● Input for this task:
---

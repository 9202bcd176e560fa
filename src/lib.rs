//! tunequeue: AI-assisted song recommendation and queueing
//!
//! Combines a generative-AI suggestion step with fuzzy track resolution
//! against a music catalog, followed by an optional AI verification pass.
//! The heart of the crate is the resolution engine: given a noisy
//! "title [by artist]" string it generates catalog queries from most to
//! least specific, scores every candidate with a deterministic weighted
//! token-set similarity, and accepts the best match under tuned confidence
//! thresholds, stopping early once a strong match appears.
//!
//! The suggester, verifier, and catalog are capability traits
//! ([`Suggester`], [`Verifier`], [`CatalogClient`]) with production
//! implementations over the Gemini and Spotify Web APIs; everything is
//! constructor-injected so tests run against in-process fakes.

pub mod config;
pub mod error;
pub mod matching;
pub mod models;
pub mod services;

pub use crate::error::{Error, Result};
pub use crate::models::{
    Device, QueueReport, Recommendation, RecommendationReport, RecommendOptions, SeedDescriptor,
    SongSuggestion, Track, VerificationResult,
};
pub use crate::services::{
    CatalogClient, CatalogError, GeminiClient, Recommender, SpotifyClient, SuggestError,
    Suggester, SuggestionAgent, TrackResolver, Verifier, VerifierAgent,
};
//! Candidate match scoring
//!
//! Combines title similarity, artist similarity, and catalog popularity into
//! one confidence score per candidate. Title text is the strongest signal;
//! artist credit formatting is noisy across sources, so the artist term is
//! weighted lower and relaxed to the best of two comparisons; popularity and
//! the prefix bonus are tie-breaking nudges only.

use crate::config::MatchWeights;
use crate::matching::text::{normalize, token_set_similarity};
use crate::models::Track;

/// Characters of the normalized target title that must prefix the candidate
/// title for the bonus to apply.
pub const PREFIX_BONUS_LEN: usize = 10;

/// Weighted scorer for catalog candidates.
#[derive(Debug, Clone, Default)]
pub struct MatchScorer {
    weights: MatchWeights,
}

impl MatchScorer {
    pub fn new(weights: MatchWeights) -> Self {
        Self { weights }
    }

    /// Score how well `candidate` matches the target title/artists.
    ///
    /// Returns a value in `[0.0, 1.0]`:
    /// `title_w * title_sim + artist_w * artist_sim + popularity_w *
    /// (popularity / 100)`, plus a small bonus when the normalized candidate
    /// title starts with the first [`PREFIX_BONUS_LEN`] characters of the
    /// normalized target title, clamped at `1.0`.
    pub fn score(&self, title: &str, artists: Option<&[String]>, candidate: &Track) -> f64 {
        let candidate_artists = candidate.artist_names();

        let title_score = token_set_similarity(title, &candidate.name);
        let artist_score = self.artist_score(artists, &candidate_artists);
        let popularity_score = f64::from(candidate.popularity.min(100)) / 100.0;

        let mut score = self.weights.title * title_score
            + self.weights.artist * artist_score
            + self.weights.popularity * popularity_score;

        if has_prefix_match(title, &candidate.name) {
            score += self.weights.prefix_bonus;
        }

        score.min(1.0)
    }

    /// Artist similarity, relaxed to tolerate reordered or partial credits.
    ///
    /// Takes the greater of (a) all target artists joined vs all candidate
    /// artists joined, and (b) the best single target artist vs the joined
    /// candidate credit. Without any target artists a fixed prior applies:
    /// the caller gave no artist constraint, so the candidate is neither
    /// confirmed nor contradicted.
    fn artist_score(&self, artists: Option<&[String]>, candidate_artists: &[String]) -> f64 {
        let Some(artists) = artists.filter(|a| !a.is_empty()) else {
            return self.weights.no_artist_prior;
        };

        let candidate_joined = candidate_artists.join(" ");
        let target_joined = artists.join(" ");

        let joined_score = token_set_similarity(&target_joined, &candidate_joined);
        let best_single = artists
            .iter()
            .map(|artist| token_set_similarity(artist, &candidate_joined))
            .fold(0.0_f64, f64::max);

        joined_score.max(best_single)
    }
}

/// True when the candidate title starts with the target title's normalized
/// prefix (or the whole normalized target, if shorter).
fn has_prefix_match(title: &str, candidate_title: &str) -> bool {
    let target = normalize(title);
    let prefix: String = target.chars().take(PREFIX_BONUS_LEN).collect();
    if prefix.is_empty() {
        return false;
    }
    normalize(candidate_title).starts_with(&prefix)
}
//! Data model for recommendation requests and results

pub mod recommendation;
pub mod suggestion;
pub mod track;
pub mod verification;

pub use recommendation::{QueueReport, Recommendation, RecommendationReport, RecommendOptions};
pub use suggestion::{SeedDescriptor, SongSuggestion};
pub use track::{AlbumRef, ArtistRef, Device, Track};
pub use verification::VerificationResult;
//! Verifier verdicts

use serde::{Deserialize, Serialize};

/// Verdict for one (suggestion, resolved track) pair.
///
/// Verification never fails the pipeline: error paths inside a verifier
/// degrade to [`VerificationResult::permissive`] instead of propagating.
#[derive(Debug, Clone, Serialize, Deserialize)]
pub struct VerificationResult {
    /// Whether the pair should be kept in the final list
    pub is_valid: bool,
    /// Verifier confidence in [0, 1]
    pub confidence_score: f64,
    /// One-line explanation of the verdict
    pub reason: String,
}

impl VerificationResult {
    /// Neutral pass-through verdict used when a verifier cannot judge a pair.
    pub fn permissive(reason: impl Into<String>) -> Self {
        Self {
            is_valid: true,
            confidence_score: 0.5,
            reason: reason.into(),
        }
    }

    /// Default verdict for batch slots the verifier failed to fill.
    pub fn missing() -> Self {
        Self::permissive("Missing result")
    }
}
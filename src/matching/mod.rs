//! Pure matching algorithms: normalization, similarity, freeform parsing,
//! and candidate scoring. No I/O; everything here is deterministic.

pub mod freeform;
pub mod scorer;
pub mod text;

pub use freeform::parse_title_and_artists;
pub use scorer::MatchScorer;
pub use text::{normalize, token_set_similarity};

---

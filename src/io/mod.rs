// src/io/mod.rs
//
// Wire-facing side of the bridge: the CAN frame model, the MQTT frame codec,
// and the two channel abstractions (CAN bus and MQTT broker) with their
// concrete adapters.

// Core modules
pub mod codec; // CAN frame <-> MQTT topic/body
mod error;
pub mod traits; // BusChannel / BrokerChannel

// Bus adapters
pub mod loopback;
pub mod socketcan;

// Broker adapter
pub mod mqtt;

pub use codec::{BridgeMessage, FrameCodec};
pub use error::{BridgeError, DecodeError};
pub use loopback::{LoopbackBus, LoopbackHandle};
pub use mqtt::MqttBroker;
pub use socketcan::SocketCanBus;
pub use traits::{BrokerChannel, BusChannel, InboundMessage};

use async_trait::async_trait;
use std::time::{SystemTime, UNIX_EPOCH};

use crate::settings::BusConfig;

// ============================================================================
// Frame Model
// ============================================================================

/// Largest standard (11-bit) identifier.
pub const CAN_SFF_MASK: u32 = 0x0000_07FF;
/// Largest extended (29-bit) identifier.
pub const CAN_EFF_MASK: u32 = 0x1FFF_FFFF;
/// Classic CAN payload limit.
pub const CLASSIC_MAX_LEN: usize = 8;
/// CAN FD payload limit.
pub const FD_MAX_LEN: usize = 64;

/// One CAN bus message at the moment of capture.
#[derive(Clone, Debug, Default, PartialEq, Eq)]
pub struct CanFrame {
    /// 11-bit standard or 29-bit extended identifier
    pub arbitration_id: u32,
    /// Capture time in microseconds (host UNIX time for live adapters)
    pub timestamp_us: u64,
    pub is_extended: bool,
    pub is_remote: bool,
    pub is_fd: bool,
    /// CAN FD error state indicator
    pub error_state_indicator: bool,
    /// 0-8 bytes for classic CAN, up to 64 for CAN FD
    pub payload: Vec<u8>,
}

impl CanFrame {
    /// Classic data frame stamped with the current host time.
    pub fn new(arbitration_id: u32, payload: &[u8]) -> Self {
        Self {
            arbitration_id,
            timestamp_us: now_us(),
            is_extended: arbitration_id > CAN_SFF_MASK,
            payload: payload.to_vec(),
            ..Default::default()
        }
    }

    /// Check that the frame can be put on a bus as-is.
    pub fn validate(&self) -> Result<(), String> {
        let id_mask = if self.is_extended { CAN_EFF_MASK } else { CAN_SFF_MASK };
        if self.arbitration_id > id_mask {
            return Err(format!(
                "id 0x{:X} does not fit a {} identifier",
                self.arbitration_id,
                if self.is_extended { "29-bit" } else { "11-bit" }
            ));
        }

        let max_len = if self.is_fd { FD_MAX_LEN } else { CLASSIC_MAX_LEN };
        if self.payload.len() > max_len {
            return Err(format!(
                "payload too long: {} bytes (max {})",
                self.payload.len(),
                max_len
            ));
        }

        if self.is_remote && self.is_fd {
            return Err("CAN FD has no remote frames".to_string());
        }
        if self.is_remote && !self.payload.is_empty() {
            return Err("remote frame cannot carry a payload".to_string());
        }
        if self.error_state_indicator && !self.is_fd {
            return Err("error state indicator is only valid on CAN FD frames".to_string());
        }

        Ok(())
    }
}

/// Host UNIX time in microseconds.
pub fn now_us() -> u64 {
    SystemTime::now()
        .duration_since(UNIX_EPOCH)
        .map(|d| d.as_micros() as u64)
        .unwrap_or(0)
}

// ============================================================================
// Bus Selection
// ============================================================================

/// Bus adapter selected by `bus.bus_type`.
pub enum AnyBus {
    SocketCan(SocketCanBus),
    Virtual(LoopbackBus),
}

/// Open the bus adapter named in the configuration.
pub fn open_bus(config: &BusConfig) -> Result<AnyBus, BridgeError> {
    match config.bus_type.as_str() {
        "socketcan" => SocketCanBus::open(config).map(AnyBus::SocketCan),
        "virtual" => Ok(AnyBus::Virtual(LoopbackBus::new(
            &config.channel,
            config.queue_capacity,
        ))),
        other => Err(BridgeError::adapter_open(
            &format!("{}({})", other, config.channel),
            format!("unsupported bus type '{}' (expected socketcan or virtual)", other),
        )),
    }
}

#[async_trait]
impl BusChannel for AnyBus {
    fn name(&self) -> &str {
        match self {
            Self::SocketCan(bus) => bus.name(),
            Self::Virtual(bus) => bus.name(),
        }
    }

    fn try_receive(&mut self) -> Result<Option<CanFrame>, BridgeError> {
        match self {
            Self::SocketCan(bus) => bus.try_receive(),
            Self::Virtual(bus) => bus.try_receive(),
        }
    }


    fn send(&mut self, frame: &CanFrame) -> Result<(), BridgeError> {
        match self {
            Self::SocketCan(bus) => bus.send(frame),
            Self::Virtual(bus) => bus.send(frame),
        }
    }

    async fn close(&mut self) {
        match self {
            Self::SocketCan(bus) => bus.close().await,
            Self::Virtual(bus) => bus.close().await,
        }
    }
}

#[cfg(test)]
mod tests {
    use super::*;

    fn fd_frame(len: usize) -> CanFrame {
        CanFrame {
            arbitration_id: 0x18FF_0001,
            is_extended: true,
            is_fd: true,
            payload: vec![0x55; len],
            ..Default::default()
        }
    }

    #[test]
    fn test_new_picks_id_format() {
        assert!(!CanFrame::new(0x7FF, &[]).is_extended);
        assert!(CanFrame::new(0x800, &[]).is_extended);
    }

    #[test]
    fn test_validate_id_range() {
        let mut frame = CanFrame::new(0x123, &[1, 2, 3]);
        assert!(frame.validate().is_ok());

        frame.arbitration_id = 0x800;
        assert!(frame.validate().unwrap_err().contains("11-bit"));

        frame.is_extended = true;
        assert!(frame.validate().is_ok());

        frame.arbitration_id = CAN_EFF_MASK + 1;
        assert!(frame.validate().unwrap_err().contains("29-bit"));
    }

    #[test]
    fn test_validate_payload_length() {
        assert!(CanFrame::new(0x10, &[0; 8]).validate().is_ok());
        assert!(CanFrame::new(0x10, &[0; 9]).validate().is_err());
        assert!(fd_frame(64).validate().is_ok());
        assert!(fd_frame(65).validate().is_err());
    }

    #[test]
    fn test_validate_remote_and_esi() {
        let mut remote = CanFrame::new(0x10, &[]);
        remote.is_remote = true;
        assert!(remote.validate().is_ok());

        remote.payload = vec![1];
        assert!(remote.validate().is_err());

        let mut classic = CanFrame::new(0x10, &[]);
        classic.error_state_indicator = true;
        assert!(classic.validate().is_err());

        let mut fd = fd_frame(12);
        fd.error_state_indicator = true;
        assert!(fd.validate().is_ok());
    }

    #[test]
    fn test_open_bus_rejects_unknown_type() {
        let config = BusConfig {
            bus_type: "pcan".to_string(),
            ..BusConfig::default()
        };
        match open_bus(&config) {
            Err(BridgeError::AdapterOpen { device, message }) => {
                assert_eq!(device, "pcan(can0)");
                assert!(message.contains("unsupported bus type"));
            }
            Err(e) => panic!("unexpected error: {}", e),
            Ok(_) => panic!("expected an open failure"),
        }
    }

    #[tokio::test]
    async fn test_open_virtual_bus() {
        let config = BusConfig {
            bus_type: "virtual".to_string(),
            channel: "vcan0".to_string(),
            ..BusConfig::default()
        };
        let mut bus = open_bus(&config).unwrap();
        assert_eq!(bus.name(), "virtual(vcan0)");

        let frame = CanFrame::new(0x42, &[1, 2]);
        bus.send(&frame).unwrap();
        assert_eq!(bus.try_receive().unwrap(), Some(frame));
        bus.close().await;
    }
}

---

Copy out each line in the preceding records that contains "reason".

● Exercise answer:
    pub reason: String,
    pub fn permissive(reason: impl Into<String>) -> Self {
            reason: reason.into(),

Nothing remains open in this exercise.